MATERIAL FOR THIS EXERCISE: Begin

//! Registry of property indexes for one entity kind
//!
//! The graph keeps one manager for nodes and one for edges. Indexes are keyed
//! by property name only; label restriction happens in the candidate filter.

use super::property_index::PropertyIndex;
use crate::graph::{GraphResult, PropertyMap, PropertyValue};
use std::collections::HashMap;
use std::hash::Hash;

#[derive(Debug, Clone)]
pub struct IndexManager<Id> {
    indices: HashMap<String, PropertyIndex<Id>>,
}

impl<Id> IndexManager<Id>
where
    Id: Copy + Eq + Hash,
{
    pub fn new() -> Self {
        Self {
            indices: HashMap::new(),
        }
    }

    /// Registers an empty index. Returns false when one already exists.
    pub fn create_index(&mut self, property: &str) -> bool {
        if self.indices.contains_key(property) {
            return false;
        }
        self.indices.insert(property.to_string(), PropertyIndex::new());
        true
    }

    pub fn drop_index(&mut self, property: &str) -> bool {
        self.indices.remove(property).is_some()
    }

    pub fn has_index(&self, property: &str) -> bool {
        self.indices.contains_key(property)
    }

    pub fn get_index(&self, property: &str) -> Option<&PropertyIndex<Id>> {
        self.indices.get(property)
    }

    /// Fails when `value` could not be inserted into the index on `property`.
    pub fn check(&self, property: &str, value: &PropertyValue) -> GraphResult<()> {
        match self.indices.get(property) {
            Some(index) => index.check(value),
            None => Ok(()),
        }
    }

    /// Checks every indexed property of `properties` without inserting.
    pub fn check_all(&self, properties: &PropertyMap) -> GraphResult<()> {
        for (key, value) in properties {
            self.check(key, value)?;
        }
        Ok(())
    }

    pub fn index_insert(&mut self, property: &str, value: &PropertyValue, id: Id) -> GraphResult<()> {
        match self.indices.get_mut(property) {
            Some(index) => index.insert(value.clone(), id),
            None => Ok(()),
        }
    }

    pub fn index_remove(&mut self, property: &str, value: &PropertyValue, id: Id) {
        if let Some(index) = self.indices.get_mut(property) {
            index.remove(value, id);
        }
    }

    /// Inserts every indexed property of an entity.
    pub fn insert_all(&mut self, properties: &PropertyMap, id: Id) -> GraphResult<()> {
        for (key, value) in properties {
            self.index_insert(key, value, id)?;
        }
        Ok(())
    }

    pub fn remove_all(&mut self, properties: &PropertyMap, id: Id) {
        for (key, value) in properties {
            self.index_remove(key, value, id);
        }
    }
}

impl<Id> Default for IndexManager<Id>
where
    Id: Copy + Eq + Hash,
{
    fn default() -> Self {
        Self::new()
    }
}

#[cfg(test)]
mod tests {
    use super::*;
    use crate::graph::{properties, NodeId};

    #[test]
    fn test_only_indexed_properties_are_tracked() {
        let mut manager = IndexManager::new();
        assert!(manager.create_index("age"));
        assert!(!manager.create_index("age"));

        let props = properties([("age", PropertyValue::Integer(30)), ("name", "Ann".into())]);
        manager.insert_all(&props, NodeId::new(1)).unwrap();

        let age = manager.get_index("age").unwrap();
        assert_eq!(age.count(&PropertyValue::Integer(30)).unwrap(), 1);
        assert!(manager.get_index("name").is_none());

        manager.remove_all(&props, NodeId::new(1));
        assert!(manager.get_index("age").unwrap().is_empty());

        assert!(manager.drop_index("age"));
        assert!(!manager.has_index("age"));
    }

    #[test]
    fn test_check_rejects_mismatched_shapes() {
        let mut manager = IndexManager::new();
        manager.create_index("k");
        manager.index_insert("k", &PropertyValue::Integer(1), NodeId::new(1)).unwrap();

        assert!(manager.check("k", &"x".into()).is_err());
        assert!(manager.check("other", &"x".into()).is_ok());
        assert!(manager.check_all(&properties([("k", "x")])).is_err());
    }
}
//! Ordered secondary index from property value to the entities holding it
//!
//! Keys are kept in [`PropertyValue::compare`] order. All keys of one index
//! must be mutually comparable: inserting or looking up a value whose shape
//! does not match the values already indexed fails with
//! [`GraphError::IncomparableValues`].

use super::identity_set::IdentitySet;
use crate::graph::{GraphError, GraphResult, PropertyValue};
use std::cmp::Ordering;
use std::collections::BTreeMap;
use std::hash::Hash;

/// Structural total order over values, used only for the map layout. Shape
/// compatibility is checked before a key ever reaches the map.
fn structural_cmp(a: &PropertyValue, b: &PropertyValue) -> Ordering {
    match (a, b) {
        (PropertyValue::List(l), PropertyValue::List(r)) => {
            for (x, y) in l.iter().zip(r.iter()) {
                let ord = structural_cmp(x, y);
                if ord != Ordering::Equal {
                    return ord;
                }
            }
            l.len().cmp(&r.len())
        }
        _ => a
            .compare(b)
            .unwrap_or_else(|_| a.shape_rank().cmp(&b.shape_rank())),
    }
}

/// Combined shape of every key in an index. A list's element shape is
/// `None` until some indexed list has an element.
#[derive(Debug, Clone, PartialEq)]
enum KeyShape {
    Scalar(&'static str),
    List(Option<Box<KeyShape>>),
}

impl KeyShape {
    fn of(value: &PropertyValue) -> GraphResult<Self> {
        match value {
            PropertyValue::List(items) => {
                let mut element: Option<KeyShape> = None;
                for item in items {
                    let shape = KeyShape::of(item)?;
                    element = Some(match element {
                        Some(seen) => seen.merge(shape)?,
                        None => shape,
                    });
                }
                Ok(KeyShape::List(element.map(Box::new)))
            }
            scalar => Ok(KeyShape::Scalar(scalar.type_name())),
        }
    }

    fn name(&self) -> &'static str {
        match self {
            KeyShape::Scalar(name) => name,
            KeyShape::List(_) => "List",
        }
    }

    fn merge(self, other: KeyShape) -> GraphResult<Self> {
        match (self, other) {
            (KeyShape::Scalar(l), KeyShape::Scalar(r)) if l == r => Ok(KeyShape::Scalar(l)),
            (KeyShape::List(None), KeyShape::List(e)) | (KeyShape::List(e), KeyShape::List(None)) => {
                Ok(KeyShape::List(e))
            }
            (KeyShape::List(Some(l)), KeyShape::List(Some(r))) => {
                Ok(KeyShape::List(Some(Box::new(l.merge(*r)?))))
            }
            (l, r) => Err(GraphError::IncomparableValues {
                left: r.name(),
                right: l.name(),
            }),
        }
    }
}

#[derive(Debug, Clone)]
struct IndexKey(PropertyValue);

impl PartialEq for IndexKey {
    fn eq(&self, other: &Self) -> bool {
        self.cmp(other) == Ordering::Equal
    }
}

impl Eq for IndexKey {}

impl PartialOrd for IndexKey {
    fn partial_cmp(&self, other: &Self) -> Option<Ordering> {
        Some(self.cmp(other))
    }
}

impl Ord for IndexKey {
    fn cmp(&self, other: &Self) -> Ordering {
        structural_cmp(&self.0, &other.0)
    }
}

/// Index for one property name over nodes or over edges
#[derive(Debug, Clone)]
pub struct PropertyIndex<Id> {
    /// Value -> entities holding that value
    index: BTreeMap<IndexKey, IdentitySet<Id>>,
    /// Shape shared by all keys; `None` while the index is empty
    shape: Option<KeyShape>,
}

impl<Id> PropertyIndex<Id>
where
    Id: Copy + Eq + Hash,
{
    pub fn new() -> Self {
        Self {
            index: BTreeMap::new(),
            shape: None,
        }
    }

    /// Fails when `value` cannot be ordered against every value already
    /// indexed. Lists whose elements differ in shape are never indexable.
    pub fn check(&self, value: &PropertyValue) -> GraphResult<()> {
        self.merged_shape(value).map(|_| ())
    }

    fn merged_shape(&self, value: &PropertyValue) -> GraphResult<KeyShape> {
        let shape = KeyShape::of(value)?;
        match &self.shape {
            Some(seen) => seen.clone().merge(shape),
            None => Ok(shape),
        }
    }

    pub fn insert(&mut self, value: PropertyValue, id: Id) -> GraphResult<()> {
        let shape = self.merged_shape(&value)?;
        self.index.entry(IndexKey(value)).or_default().add(id);
        self.shape = Some(shape);
        Ok(())
    }

    pub fn remove(&mut self, value: &PropertyValue, id: Id) {
        let key = IndexKey(value.clone());
        if let Some(ids) = self.index.get_mut(&key) {
            ids.remove(&id);
            if ids.is_empty() {
                self.index.remove(&key);
                if self.index.is_empty() {
                    self.shape = None;
                }
            }
        }
    }

    /// Point lookup. `Ok(None)` when no entity holds `value`.
    pub fn get(&self, value: &PropertyValue) -> GraphResult<Option<&IdentitySet<Id>>> {
        self.check(value)?;
        Ok(self.index.get(&IndexKey(value.clone())))
    }

    /// Number of entities holding `value`; zero when none do.
    pub fn count(&self, value: &PropertyValue) -> GraphResult<usize> {
        Ok(self.get(value)?.map_or(0, IdentitySet::len))
    }

    /// Every distinct value with its holders, in value order.
    pub fn iter(&self) -> impl Iterator<Item = (&PropertyValue, &IdentitySet<Id>)> + '_ {
        self.index.iter().map(|(k, ids)| (&k.0, ids))
    }

    /// Number of distinct values
    pub fn len(&self) -> usize {
        self.index.len()
    }

    pub fn is_empty(&self) -> bool {
        self.index.is_empty()
    }
}

impl<Id> Default for PropertyIndex<Id>
where
    Id: Copy + Eq + Hash,
{
    fn default() -> Self {
        Self::new()
    }
}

MATERIAL FOR THIS EXERCISE: End

§ **DESCRIPTION OF THE TASK**
Every line from the line containing "use std::cmp::Ordering;" through the line containing "l.len().cmp(&r.len())" in the records above must be retyped exactly. Leave out the rest.

§ **COMPLETED TASK**
use std::cmp::Ordering;
use std::collections::BTreeMap;
use std::hash::Hash;

/// Structural total order over values, used only for the map layout. Shape
/// compatibility is checked before a key ever reaches the map.
fn structural_cmp(a: &PropertyValue, b: &PropertyValue) -> Ordering {
    match (a, b) {
        (PropertyValue::List(l), PropertyValue::List(r)) => {
            for (x, y) in l.iter().zip(r.iter()) {
                let ord = structural_cmp(x, y);
                if ord != Ordering::Equal {
                    return ord;
                }
            }
            l.len().cmp(&r.len())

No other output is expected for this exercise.